Assuming this thread is on the up-and-up and that I'm not about to waste my time...

Okay stand back everybody. I'm here.

Background: to get juice into your abode you don't need no damn fuses or circuit breakers, you need just a big fat wire from the pole to the cellar. However, the power company forces you to cut it once it's inside and before you can put it back together and run it to your toaster you have to put a fuse box at the cut. *This has zero to do with the delivery of electricity.* It's just a safety device.
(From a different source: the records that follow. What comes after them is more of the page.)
use crate::error::StoreResult;
use crate::selector::{IndexedAttribute, Selector};
use crate::types::DocumentId;
use async_trait::async_trait;
use serde_json::Value;
use std::sync::Arc;

// ---------------------------------------------------------------------------
// DocumentBackend: the document database the store sits on
//
// Stores raw JSON bodies under backend-assigned ids. Whether a body holds
// plaintext `{content, meta}` or an encrypted envelope plus blind index
// entries is decided above this layer.
// ---------------------------------------------------------------------------

/// A document as the backend returns it.
#[derive(Debug, Clone, PartialEq)]
pub struct RawDocument {
    pub id: DocumentId,
    pub body: Value,
}

#[async_trait]
pub trait DocumentBackend: Send + Sync {
    /// Make sure an index over `fields` exists. Idempotent.
    async fn ensure_index(&self, fields: &[&str]) -> StoreResult<()>;

    async fn insert(&self, body: Value) -> StoreResult<DocumentId>;

    async fn find(&self, selector: &Selector) -> StoreResult<Vec<RawDocument>>;

    /// Remove a document. Fails with `StoreError::NotFound` if `id` is unknown.
    async fn remove(&self, id: &DocumentId) -> StoreResult<()>;
}

#[async_trait]
impl<B: DocumentBackend + ?Sized> DocumentBackend for Arc<B> {
    async fn ensure_index(&self, fields: &[&str]) -> StoreResult<()> {
        (**self).ensure_index(fields).await
    }

    async fn insert(&self, body: Value) -> StoreResult<DocumentId> {
        (**self).insert(body).await
    }

    async fn find(&self, selector: &Selector) -> StoreResult<Vec<RawDocument>> {
        (**self).find(selector).await
    }

    async fn remove(&self, id: &DocumentId) -> StoreResult<()> {
        (**self).remove(id).await
    }
}

// ---------------------------------------------------------------------------
// IndexTokenizer: blind index capability
//
// Deterministic for a given key: the same (name, value) always yields the
// same entry, or lookups could never match.
// ---------------------------------------------------------------------------

pub trait IndexTokenizer: Send + Sync {
    /// Identifier of the key the tokens are computed under.
    fn index_id(&self) -> &str;

    fn compute_index_token(&self, name: &str, value: &Value) -> StoreResult<IndexedAttribute>;
}

// ---------------------------------------------------------------------------
// DocumentCipher: authenticated encryption of document bodies
// ---------------------------------------------------------------------------

pub trait DocumentCipher: Send + Sync {
    fn seal(&self, plaintext: &[u8]) -> StoreResult<Value>;
    fn open(&self, sealed: &Value) -> StoreResult<Vec<u8>>;
}
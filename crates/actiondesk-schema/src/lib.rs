//! Expected column schemas for reference-data CSV uploads.
//!
//! Each target table has an ordered list of column names that an uploaded
//! file is compared against. The registry is built once, from the embedded
//! defaults plus an optional TOML override file, and is read-only after
//! that.
//!
//! # Schema File Format
//!
//! ```toml
//! [tables.quick_actions]
//! label = "Quick Actions"
//! columns = ["actionId", "label", "text", "enabled"]
//! ```
//!
//! # Example
//!
//! ```rust,ignore
//! use actiondesk_schema::SchemaRegistry;
//!
//! let registry = SchemaRegistry::load_configured(None)?;
//! let columns = registry.columns("action_overrides");
//! ```

pub mod embedded;
pub mod error;
pub mod paths;
pub mod registry;

pub use crate::error::{Result, SchemaError};
pub use crate::paths::{SCHEMA_ENV_VAR, resolve_schema_path};
pub use crate::registry::{SchemaRegistry, TableSchema};
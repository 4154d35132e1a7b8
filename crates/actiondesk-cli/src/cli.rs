//! CLI argument definitions for actiondesk.

use std::path::PathBuf;

use actiondesk_ingest::PREVIEW_ROW_LIMIT;
use clap::builder::RangedU64ValueParser;
use clap::{Parser, Subcommand, ValueEnum};
use clap_verbosity_flag::{Verbosity, WarnLevel};
use colorchoice_clap::Color;

#[derive(Parser)]
#[command(
    name = "actiondesk",
    version,
    about = "Preview and check reference-data CSV uploads",
    long_about = "Preview a reference-data CSV upload and check its columns against\n\
                  the expected schema of the target table before importing it."
)]
pub struct Cli {
    #[command(subcommand)]
    pub command: Command,

    /// Adjust log verbosity (-v for info, -vv for debug, -q for errors only).
    #[command(flatten)]
    pub verbosity: Verbosity<WarnLevel>,

    /// Control ANSI color output (auto, always, never).
    #[command(flatten)]
    pub color: Color,

    /// Explicit log level (overrides -v/-q flags).
    #[arg(long = "log-level", value_enum, global = true)]
    pub log_level: Option<LogLevelArg>,

    /// Log output format (pretty for human, json for machine parsing).
    #[arg(
        long = "log-format",
        value_enum,
        default_value = "pretty",
        global = true
    )]
    pub log_format: LogFormatArg,

    /// Prefix log lines with timestamps (pretty and compact formats).
    #[arg(long = "log-timestamps", global = true)]
    pub log_timestamps: bool,

    /// Write logs to a file instead of stderr.
    #[arg(long = "log-file", value_name = "PATH", global = true)]
    pub log_file: Option<PathBuf>,

    /// Schema file overriding the built-in expected columns.
    ///
    /// Falls back to the ACTIONDESK_SCHEMA_FILE environment variable.
    #[arg(long = "schema-file", value_name = "PATH", global = true)]
    pub schema_file: Option<PathBuf>,
}

#[derive(Subcommand)]
pub enum Command {
    /// Preview a CSV upload and check its columns for a table.
    Check(CheckArgs),

    /// List tables with registered expected columns.
    Tables,
}

#[derive(Parser)]
pub struct CheckArgs {
    /// CSV file to check.
    #[arg(value_name = "FILE")]
    pub file: PathBuf,

    /// Target table identifier.
    #[arg(long = "table", short = 't', value_name = "TABLE")]
    pub table: String,

    /// Print the check result as JSON instead of tables.
    #[arg(long = "json")]
    pub json: bool,

    /// Refuse files whose header row repeats a column name.
    #[arg(long = "strict-headers")]
    pub strict_headers: bool,

    /// Number of data lines to sample for the preview (at most 50).
    #[arg(
        long = "row-limit",
        value_name = "N",
        default_value_t = PREVIEW_ROW_LIMIT,
        value_parser = RangedU64ValueParser::<usize>::new().range(0..=PREVIEW_ROW_LIMIT as u64)
    )]
    pub row_limit: usize,
}

/// CLI log level choices.
#[derive(Clone, Copy, ValueEnum)]
pub enum LogLevelArg {
    Error,
    Warn,
    Info,
    Debug,
    Trace,
}

/// CLI log format choices.
#[derive(Clone, Copy, ValueEnum)]
pub enum LogFormatArg {
    Pretty,
    Compact,
    Json,
}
If the line wasn't purposely severed at the fuse point and if you tried to plug in thirty toasters you would suck so much power through the line that you could read Andy's encyclopedia by the glow coming through it. So a fuse blows or a breaker trips and both do the same, they sever the line, again. You put it back together by replacing the fuse or reseting the breaker, after you've unplugged the toasters and put Andy's book back in the attic and promise yourself to never ever again remove it.
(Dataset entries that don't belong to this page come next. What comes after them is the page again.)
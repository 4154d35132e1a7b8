//! Header extraction and bounded row sampling.

use std::collections::{BTreeMap, BTreeSet};

use serde::{Deserialize, Serialize};

use crate::error::{IngestError, Result};

use super::line::{split_line, trim_field};

/// Maximum number of candidate data lines examined for a preview.
pub const PREVIEW_ROW_LIMIT: usize = 50;

/// One data row keyed by column name.
pub type ParsedRow = BTreeMap<String, String>;

/// How repeated header names are handled.
#[derive(Debug, Clone, Copy, Default, PartialEq, Eq, Serialize, Deserialize)]
#[serde(rename_all = "snake_case")]
pub enum DuplicateHeaders {
    /// Later columns overwrite earlier ones with the same name.
    #[default]
    LastWins,
    /// Refuse the file when a header name repeats.
    Reject,
}

/// Options controlling preview parsing.
#[derive(Debug, Clone, Copy, PartialEq, Eq)]
pub struct ParseOptions {
    /// Number of candidate data lines to examine, capped at
    /// [`PREVIEW_ROW_LIMIT`].
    pub row_limit: usize,
    /// Handling for repeated header names.
    pub duplicate_headers: DuplicateHeaders,
}

impl Default for ParseOptions {
    fn default() -> Self {
        Self {
            row_limit: PREVIEW_ROW_LIMIT,
            duplicate_headers: DuplicateHeaders::default(),
        }
    }
}

impl ParseOptions {
    /// Set the candidate line limit. Values above [`PREVIEW_ROW_LIMIT`]
    /// are clamped; the limit can only shrink the window.
    #[must_use]
    pub fn with_row_limit(mut self, row_limit: usize) -> Self {
        self.row_limit = row_limit.min(PREVIEW_ROW_LIMIT);
        self
    }

    /// Set duplicate header handling.
    #[must_use]
    pub fn with_duplicate_headers(mut self, mode: DuplicateHeaders) -> Self {
        self.duplicate_headers = mode;
        self
    }
}

/// Header row plus a bounded sample of well-formed data rows.
#[derive(Debug, Clone, Default, PartialEq, Eq, Serialize, Deserialize)]
pub struct CsvPreview {
    /// Trimmed column names in file order.
    pub headers: Vec<String>,
    /// Retained rows; every key set equals the header set.
    pub rows: Vec<ParsedRow>,
    /// Non-blank data lines in the whole document.
    pub total_rows: usize,
    /// Ragged lines dropped inside the scan window.
    pub skipped_rows: usize,
}

impl CsvPreview {
    /// Returns true if no data rows were retained.
    pub fn is_empty(&self) -> bool {
        self.rows.is_empty()
    }

    /// Number of columns in the header row.
    pub fn column_count(&self) -> usize {
        self.headers.len()
    }

    /// Data lines beyond the scan window.
    pub fn unscanned_rows(&self) -> usize {
        self.total_rows
            .saturating_sub(self.rows.len() + self.skipped_rows)
    }

    /// Values of a row in header order; missing keys become empty strings.
    pub fn row_values<'a>(&'a self, row: &'a ParsedRow) -> Vec<&'a str> {
        self.headers
            .iter()
            .map(|h| row.get(h).map(String::as_str).unwrap_or(""))
            .collect()
    }
}

/// Parses CSV text into a header row and up to [`PREVIEW_ROW_LIMIT`] rows.
///
/// Blank lines are ignored, ragged lines are dropped and counted, and
/// repeated header names keep the last value. Never fails.
pub fn parse_preview(text: &str) -> CsvPreview {
    let lines = non_blank_lines(text);
    build_preview(&lines, PREVIEW_ROW_LIMIT)
}

/// Parses CSV text with explicit options.
///
/// Only [`DuplicateHeaders::Reject`] can produce an error.
pub fn parse_preview_with_options(text: &str, options: &ParseOptions) -> Result<CsvPreview> {
    let lines = non_blank_lines(text);
    let preview = build_preview(&lines, options.row_limit);

    if options.duplicate_headers == DuplicateHeaders::Reject
        && let Some(name) = find_duplicate_header(&preview.headers)
    {
        return Err(IngestError::DuplicateHeader {
            name: name.to_string(),
        });
    }

    Ok(preview)
}

/// Returns the first header name that appears more than once.
pub fn find_duplicate_header(headers: &[String]) -> Option<&str> {
    let mut seen = BTreeSet::new();
    headers
        .iter()
        .find(|h| !seen.insert(h.as_str()))
        .map(String::as_str)
}

/// Splits on `\n` (dropping a trailing `\r`) and keeps non-blank lines.
fn non_blank_lines(text: &str) -> Vec<&str> {
    let text = text.strip_prefix('\u{feff}').unwrap_or(text);
    text.split('\n')
        .map(|line| line.strip_suffix('\r').unwrap_or(line))
        .filter(|line| !trim_field(line).is_empty())
        .collect()
}

fn build_preview(lines: &[&str], row_limit: usize) -> CsvPreview {
    let Some((header_line, data_lines)) = lines.split_first() else {
        return CsvPreview::default();
    };

    let headers: Vec<String> = split_line(header_line)
        .iter()
        .map(|field| trim_field(field).to_string())
        .collect();
    let row_limit = row_limit.min(PREVIEW_ROW_LIMIT);

    let mut rows = Vec::new();
    let mut skipped_rows = 0usize;

    // The window counts candidate lines, not retained rows.
    for line in data_lines.iter().take(row_limit) {
        let fields = split_line(line);
        if fields.len() != headers.len() {
            skipped_rows += 1;
            continue;
        }
        let row: ParsedRow = headers
            .iter()
            .cloned()
            .zip(fields.iter().map(|value| trim_field(value).to_string()))
            .collect();
        rows.push(row);
    }

    tracing::debug!(
        columns = headers.len(),
        rows = rows.len(),
        total_rows = data_lines.len(),
        skipped_rows,
        "parsed CSV preview"
    );

    CsvPreview {
        headers,
        rows,
        total_rows: data_lines.len(),
        skipped_rows,
    }
}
You don't need to throw (turn off) the main breaker to change a fuse. Just be sure to only handle the fuse by the tippy-top when inserting. If you throw the main breaker everything in the house goes off and you have to reset clocks and, in my case, the timed entry lock into the tunnel.

Good luck with this. O if only I believed you.

(If this is the first timer a fuse has blown in that bungalow, you're very lucky. Foget about upgrading to breakers, just keep a box of proper size fuses on hand.)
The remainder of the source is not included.